» **WHAT TO DO**
Copy verbatim the material from its first line to the line that holds "pub fn new() -> Result<Self, String>", including that line.

SOURCE DATA START

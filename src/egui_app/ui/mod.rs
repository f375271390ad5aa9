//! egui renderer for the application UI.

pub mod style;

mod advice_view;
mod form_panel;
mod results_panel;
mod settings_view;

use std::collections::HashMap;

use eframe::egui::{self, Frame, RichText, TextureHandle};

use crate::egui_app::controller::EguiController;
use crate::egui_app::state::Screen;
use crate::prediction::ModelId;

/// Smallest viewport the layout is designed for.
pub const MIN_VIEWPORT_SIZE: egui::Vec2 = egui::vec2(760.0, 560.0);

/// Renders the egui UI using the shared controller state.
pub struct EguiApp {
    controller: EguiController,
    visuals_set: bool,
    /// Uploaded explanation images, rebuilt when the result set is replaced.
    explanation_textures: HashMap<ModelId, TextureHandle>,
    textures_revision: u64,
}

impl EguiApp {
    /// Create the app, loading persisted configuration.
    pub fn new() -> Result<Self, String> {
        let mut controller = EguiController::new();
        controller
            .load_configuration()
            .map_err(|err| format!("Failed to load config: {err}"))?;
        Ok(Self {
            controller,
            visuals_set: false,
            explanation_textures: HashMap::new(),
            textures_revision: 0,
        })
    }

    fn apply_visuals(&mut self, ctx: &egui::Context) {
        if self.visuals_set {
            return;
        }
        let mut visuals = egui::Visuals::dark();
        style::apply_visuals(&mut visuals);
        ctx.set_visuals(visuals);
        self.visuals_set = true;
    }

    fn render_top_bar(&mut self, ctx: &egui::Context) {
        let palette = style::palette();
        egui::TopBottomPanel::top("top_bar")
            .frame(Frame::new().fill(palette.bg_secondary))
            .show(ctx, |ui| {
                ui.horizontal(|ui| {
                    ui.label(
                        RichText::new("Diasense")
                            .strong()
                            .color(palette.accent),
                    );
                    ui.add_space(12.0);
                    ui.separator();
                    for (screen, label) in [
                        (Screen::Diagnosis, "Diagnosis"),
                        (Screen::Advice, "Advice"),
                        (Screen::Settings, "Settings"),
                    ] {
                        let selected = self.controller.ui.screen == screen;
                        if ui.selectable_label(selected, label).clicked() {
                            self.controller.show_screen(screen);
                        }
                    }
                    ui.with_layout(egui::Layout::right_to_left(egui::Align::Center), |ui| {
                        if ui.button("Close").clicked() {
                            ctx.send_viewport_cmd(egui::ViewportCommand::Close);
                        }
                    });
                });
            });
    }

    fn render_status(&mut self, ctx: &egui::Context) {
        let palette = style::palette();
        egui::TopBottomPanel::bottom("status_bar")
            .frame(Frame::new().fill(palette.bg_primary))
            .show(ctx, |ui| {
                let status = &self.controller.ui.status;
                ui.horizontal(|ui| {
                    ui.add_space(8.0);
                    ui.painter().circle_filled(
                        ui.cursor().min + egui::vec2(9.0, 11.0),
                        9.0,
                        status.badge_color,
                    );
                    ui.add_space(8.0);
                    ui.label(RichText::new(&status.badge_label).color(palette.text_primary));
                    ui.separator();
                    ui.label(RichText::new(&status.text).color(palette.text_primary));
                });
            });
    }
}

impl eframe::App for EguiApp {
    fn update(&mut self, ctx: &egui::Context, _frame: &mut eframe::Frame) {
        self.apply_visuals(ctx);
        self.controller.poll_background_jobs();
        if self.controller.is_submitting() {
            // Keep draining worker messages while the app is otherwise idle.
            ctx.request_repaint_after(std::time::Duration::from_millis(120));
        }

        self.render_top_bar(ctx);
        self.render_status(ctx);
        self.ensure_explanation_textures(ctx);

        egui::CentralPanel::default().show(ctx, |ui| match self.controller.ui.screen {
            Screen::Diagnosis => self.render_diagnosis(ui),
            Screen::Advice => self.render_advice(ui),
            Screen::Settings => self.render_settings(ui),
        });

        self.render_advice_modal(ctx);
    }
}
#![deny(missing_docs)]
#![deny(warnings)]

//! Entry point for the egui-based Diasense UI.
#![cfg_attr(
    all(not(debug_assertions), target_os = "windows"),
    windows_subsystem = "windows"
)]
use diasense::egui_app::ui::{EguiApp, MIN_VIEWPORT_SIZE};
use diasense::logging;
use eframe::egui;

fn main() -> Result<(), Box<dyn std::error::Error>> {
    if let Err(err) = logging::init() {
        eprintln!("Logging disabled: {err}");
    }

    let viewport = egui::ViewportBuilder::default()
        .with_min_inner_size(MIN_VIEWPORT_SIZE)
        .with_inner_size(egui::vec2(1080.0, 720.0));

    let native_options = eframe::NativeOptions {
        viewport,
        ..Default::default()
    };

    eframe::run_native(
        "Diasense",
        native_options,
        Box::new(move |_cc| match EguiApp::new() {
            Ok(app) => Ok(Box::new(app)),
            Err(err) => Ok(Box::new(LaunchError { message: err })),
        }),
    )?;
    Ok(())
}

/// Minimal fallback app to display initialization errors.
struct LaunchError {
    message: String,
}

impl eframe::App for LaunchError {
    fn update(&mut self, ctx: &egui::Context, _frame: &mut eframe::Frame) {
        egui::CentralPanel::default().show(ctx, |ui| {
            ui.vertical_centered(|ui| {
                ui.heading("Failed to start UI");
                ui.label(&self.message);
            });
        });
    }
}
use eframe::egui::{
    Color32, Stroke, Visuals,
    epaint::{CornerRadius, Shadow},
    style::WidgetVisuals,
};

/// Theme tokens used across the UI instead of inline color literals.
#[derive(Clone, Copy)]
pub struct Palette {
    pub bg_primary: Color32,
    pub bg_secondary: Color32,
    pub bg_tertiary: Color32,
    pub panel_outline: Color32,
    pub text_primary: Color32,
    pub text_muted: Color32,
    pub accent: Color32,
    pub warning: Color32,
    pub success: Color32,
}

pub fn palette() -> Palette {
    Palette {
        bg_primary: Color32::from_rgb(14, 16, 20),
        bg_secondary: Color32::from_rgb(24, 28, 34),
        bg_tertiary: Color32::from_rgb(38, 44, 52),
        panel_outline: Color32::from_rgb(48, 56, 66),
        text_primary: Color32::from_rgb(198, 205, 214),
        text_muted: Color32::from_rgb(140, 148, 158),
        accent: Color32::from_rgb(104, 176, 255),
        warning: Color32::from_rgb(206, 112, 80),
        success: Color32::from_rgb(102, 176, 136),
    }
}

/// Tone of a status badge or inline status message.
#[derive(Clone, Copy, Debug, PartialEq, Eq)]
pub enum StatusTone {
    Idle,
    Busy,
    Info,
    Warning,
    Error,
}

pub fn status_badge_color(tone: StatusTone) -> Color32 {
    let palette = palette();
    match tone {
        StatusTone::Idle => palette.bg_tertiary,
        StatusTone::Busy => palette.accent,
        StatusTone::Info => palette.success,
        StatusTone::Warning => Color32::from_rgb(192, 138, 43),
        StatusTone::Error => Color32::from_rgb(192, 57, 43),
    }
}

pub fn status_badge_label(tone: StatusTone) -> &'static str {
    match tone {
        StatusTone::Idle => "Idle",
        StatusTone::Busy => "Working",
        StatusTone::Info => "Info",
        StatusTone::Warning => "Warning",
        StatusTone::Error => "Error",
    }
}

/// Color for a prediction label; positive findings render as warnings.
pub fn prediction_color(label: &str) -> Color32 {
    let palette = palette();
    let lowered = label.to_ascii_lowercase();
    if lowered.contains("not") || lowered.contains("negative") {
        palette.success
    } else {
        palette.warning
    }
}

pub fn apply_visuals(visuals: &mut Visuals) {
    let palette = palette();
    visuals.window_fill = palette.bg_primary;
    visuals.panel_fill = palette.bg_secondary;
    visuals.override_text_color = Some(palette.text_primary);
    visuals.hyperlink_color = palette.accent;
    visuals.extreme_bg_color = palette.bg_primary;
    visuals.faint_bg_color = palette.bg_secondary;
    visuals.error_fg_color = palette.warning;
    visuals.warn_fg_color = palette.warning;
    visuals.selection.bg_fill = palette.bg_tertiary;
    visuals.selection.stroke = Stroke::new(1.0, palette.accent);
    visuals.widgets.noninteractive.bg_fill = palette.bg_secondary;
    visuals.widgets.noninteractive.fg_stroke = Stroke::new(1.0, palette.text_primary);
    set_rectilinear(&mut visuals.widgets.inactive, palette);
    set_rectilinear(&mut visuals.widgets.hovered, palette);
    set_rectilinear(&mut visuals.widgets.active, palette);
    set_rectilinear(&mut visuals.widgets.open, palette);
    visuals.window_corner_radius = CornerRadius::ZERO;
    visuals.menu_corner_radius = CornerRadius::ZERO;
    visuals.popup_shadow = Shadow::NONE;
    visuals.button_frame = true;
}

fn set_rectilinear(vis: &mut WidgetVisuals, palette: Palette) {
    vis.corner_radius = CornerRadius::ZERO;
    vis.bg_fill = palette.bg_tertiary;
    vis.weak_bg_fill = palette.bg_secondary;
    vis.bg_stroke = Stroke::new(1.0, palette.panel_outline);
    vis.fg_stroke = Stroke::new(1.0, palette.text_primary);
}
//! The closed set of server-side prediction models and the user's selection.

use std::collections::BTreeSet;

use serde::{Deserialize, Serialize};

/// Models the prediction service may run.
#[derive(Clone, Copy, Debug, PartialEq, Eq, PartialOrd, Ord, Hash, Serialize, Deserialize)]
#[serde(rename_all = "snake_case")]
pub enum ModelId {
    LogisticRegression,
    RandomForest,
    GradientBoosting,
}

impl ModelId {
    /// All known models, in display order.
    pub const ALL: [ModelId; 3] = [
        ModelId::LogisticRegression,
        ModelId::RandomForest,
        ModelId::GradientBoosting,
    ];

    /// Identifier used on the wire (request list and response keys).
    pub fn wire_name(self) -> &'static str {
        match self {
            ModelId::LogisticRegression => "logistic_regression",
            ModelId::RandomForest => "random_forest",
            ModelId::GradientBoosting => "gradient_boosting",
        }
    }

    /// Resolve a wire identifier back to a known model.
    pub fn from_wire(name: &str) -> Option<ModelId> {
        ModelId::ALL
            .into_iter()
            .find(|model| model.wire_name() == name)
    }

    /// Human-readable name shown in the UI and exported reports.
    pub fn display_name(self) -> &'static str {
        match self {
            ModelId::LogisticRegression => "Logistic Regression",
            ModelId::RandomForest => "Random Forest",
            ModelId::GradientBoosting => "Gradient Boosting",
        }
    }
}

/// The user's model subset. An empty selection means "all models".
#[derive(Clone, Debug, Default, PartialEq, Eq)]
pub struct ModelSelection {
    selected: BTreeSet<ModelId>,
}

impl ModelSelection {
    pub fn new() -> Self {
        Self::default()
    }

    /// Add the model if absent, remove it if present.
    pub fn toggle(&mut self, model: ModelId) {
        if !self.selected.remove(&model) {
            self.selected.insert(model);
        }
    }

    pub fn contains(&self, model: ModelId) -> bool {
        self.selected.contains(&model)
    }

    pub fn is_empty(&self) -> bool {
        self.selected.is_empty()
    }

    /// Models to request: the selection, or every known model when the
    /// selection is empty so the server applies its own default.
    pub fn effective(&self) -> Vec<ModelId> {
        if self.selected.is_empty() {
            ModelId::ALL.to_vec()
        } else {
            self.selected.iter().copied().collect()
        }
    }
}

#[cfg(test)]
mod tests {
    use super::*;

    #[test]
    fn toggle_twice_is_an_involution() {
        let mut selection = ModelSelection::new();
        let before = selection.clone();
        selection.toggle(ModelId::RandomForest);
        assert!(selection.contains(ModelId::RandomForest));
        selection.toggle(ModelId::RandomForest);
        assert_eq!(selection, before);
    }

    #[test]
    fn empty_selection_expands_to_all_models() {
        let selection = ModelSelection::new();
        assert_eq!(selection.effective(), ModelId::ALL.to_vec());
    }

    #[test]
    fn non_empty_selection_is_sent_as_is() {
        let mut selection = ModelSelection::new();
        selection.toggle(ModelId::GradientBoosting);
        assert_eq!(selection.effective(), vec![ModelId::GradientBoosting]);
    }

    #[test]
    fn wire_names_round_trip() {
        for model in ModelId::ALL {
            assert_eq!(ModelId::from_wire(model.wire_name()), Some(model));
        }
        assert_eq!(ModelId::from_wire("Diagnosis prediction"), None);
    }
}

SOURCE DATA END

» **OUTPUT BELOW**
filename src/egui_app/ui/mod.rs
repository f375271390ad5aa9
//! egui renderer for the application UI.

pub mod style;

mod advice_view;
mod form_panel;
mod results_panel;
mod settings_view;

use std::collections::HashMap;

use eframe::egui::{self, Frame, RichText, TextureHandle};

use crate::egui_app::controller::EguiController;
use crate::egui_app::state::Screen;
use crate::prediction::ModelId;

/// Smallest viewport the layout is designed for.
pub const MIN_VIEWPORT_SIZE: egui::Vec2 = egui::vec2(760.0, 560.0);

/// Renders the egui UI using the shared controller state.
pub struct EguiApp {
    controller: EguiController,
    visuals_set: bool,
    /// Uploaded explanation images, rebuilt when the result set is replaced.
    explanation_textures: HashMap<ModelId, TextureHandle>,
    textures_revision: u64,
}

impl EguiApp {
    /// Create the app, loading persisted configuration.
    pub fn new() -> Result<Self, String> {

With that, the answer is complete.